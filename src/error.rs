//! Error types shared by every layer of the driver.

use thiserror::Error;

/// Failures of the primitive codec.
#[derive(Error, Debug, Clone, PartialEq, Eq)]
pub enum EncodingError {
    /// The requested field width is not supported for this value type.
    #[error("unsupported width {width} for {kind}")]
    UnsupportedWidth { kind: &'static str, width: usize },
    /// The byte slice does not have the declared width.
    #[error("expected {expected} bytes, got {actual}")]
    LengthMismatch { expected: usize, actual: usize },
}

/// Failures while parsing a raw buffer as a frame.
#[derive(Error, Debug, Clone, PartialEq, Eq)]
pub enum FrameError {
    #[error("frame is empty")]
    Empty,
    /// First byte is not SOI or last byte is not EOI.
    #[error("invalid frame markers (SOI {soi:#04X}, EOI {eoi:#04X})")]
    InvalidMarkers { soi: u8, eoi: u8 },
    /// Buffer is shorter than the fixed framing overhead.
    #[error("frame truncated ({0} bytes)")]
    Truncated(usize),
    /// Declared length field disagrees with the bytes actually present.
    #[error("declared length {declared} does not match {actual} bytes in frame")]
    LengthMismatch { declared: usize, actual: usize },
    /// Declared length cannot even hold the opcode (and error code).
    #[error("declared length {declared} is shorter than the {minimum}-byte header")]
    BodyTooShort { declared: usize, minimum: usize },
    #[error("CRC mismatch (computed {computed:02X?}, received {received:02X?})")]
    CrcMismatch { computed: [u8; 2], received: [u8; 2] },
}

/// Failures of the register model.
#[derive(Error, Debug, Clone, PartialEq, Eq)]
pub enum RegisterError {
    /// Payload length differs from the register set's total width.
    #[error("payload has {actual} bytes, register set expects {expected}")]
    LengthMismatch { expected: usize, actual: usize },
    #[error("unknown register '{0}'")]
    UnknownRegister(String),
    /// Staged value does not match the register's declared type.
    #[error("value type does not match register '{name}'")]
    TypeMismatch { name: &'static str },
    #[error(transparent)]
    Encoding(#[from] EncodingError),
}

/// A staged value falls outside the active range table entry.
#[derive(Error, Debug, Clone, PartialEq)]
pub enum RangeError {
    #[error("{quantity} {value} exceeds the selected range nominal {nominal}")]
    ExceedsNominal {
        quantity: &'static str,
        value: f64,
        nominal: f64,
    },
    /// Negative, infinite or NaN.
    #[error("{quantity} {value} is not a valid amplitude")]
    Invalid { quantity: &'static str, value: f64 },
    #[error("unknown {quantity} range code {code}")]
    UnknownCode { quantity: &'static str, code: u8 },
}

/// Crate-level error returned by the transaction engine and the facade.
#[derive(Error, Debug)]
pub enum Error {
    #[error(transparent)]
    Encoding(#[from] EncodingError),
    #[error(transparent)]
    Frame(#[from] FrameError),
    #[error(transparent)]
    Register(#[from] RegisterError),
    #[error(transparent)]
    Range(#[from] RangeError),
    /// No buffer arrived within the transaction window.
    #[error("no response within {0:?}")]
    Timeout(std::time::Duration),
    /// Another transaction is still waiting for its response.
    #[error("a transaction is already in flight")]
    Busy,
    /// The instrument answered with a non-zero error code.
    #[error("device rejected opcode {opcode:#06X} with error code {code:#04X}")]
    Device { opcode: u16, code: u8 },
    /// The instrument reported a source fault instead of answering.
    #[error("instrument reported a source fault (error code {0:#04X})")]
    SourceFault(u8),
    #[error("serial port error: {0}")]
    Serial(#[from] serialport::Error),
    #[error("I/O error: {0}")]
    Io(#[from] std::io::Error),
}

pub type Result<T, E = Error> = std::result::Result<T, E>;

··········

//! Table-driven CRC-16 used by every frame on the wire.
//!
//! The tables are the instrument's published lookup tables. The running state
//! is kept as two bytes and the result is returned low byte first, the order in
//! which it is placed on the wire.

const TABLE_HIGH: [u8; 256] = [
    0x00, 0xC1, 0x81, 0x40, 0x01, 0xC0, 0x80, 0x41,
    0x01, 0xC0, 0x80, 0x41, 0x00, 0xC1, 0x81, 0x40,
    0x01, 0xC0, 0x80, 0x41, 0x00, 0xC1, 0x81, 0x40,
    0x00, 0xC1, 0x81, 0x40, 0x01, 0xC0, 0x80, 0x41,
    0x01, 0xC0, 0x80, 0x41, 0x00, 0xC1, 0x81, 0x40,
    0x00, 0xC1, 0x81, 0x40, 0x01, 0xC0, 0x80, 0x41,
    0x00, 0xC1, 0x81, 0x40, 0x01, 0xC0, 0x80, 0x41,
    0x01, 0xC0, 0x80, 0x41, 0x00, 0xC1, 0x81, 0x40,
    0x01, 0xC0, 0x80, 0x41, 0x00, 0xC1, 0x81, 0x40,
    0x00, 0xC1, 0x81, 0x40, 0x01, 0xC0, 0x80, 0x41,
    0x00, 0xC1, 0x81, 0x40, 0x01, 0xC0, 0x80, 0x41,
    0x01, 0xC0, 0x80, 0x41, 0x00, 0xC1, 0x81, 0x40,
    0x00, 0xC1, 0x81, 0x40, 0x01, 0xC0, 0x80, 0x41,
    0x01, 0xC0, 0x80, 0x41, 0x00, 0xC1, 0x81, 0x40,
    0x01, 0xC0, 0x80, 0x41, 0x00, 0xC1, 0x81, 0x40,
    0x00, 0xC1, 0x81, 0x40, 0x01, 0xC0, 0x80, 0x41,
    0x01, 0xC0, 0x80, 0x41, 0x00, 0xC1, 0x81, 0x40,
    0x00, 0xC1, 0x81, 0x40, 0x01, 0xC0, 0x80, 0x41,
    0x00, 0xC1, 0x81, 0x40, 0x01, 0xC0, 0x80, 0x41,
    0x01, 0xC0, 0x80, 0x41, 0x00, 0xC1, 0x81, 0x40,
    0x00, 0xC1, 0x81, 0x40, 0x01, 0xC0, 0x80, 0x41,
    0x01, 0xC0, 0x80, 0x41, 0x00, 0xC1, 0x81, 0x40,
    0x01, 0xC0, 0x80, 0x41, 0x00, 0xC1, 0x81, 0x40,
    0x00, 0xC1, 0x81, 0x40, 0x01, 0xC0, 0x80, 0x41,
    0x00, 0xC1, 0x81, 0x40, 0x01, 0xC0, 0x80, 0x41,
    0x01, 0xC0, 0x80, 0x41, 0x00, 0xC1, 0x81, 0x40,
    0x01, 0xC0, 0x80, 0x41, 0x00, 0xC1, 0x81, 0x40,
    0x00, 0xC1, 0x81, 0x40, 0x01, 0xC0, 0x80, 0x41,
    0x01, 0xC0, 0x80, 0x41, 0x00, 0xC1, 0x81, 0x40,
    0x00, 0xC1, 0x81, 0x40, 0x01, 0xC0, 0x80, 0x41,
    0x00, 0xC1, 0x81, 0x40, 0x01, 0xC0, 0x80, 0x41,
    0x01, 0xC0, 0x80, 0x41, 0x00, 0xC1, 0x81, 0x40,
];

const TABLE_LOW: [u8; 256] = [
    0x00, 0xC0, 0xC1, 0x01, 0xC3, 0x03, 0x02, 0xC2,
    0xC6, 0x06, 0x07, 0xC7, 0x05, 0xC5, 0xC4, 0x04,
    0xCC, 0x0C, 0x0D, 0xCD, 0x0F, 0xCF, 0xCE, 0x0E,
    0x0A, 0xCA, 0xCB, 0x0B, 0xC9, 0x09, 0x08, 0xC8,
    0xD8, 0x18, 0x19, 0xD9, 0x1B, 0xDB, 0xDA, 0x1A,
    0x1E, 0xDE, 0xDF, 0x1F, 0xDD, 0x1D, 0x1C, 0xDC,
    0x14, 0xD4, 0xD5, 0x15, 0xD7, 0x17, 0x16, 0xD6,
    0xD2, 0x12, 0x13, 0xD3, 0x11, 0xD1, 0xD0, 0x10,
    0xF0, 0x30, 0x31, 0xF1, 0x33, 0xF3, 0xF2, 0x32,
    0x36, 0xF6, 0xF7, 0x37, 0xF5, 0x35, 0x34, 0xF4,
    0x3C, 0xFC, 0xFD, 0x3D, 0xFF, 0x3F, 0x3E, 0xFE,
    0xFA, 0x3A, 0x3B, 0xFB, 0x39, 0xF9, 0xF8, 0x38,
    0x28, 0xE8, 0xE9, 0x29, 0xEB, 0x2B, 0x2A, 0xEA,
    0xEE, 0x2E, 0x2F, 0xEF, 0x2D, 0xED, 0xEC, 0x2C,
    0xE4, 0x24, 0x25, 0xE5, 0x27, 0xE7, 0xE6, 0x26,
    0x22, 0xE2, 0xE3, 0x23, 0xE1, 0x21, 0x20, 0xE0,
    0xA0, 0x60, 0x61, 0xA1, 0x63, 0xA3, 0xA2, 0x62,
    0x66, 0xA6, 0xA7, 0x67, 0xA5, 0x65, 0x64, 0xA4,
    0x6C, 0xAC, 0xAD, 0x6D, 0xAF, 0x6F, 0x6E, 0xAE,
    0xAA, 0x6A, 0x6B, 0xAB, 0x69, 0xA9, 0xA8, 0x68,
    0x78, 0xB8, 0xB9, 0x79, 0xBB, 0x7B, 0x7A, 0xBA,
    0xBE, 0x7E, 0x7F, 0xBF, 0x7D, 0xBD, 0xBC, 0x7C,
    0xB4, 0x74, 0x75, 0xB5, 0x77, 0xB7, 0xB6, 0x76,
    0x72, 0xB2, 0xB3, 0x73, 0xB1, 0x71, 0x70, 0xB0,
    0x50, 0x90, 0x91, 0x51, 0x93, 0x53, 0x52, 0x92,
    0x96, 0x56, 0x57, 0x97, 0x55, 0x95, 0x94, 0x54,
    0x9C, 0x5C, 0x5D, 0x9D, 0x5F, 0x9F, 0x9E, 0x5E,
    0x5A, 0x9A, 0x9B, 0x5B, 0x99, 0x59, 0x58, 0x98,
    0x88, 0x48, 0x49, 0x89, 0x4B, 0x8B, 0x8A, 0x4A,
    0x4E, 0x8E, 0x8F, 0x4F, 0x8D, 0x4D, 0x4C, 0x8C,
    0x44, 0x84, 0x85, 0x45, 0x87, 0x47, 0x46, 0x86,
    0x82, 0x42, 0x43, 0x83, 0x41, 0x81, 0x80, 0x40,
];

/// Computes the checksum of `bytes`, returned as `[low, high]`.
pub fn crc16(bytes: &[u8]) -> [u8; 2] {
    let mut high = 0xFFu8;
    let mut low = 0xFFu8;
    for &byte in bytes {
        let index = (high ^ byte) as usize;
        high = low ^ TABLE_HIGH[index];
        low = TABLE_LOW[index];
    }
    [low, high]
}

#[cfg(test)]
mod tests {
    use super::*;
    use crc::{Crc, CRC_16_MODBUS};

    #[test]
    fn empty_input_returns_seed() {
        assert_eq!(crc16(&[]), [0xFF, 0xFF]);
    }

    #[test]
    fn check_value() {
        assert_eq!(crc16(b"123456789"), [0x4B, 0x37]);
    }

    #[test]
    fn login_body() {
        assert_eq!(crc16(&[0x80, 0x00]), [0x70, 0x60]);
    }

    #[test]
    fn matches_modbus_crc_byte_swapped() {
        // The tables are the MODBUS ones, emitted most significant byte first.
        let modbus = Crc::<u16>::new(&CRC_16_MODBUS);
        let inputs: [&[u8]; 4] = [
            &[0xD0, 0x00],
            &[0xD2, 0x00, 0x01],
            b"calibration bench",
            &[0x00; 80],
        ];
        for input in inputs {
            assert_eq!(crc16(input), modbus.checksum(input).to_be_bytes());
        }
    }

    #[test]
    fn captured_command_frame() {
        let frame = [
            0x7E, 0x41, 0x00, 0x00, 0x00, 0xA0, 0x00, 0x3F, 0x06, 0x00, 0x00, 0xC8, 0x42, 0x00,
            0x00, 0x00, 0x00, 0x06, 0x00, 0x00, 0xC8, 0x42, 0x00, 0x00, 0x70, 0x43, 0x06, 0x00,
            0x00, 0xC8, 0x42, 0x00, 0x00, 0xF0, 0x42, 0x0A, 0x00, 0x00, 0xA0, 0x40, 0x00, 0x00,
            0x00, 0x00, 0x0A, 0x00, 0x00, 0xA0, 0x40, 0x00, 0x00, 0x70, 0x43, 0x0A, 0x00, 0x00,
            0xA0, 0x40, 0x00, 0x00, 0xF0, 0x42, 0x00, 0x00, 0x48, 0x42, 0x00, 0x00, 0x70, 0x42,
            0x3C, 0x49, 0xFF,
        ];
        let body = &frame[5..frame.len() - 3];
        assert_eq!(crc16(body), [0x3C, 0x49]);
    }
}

··········

_Problem description_
What number of lines in the listing above hold the string "static"? Give that number and nothing else.

_Answer section_
5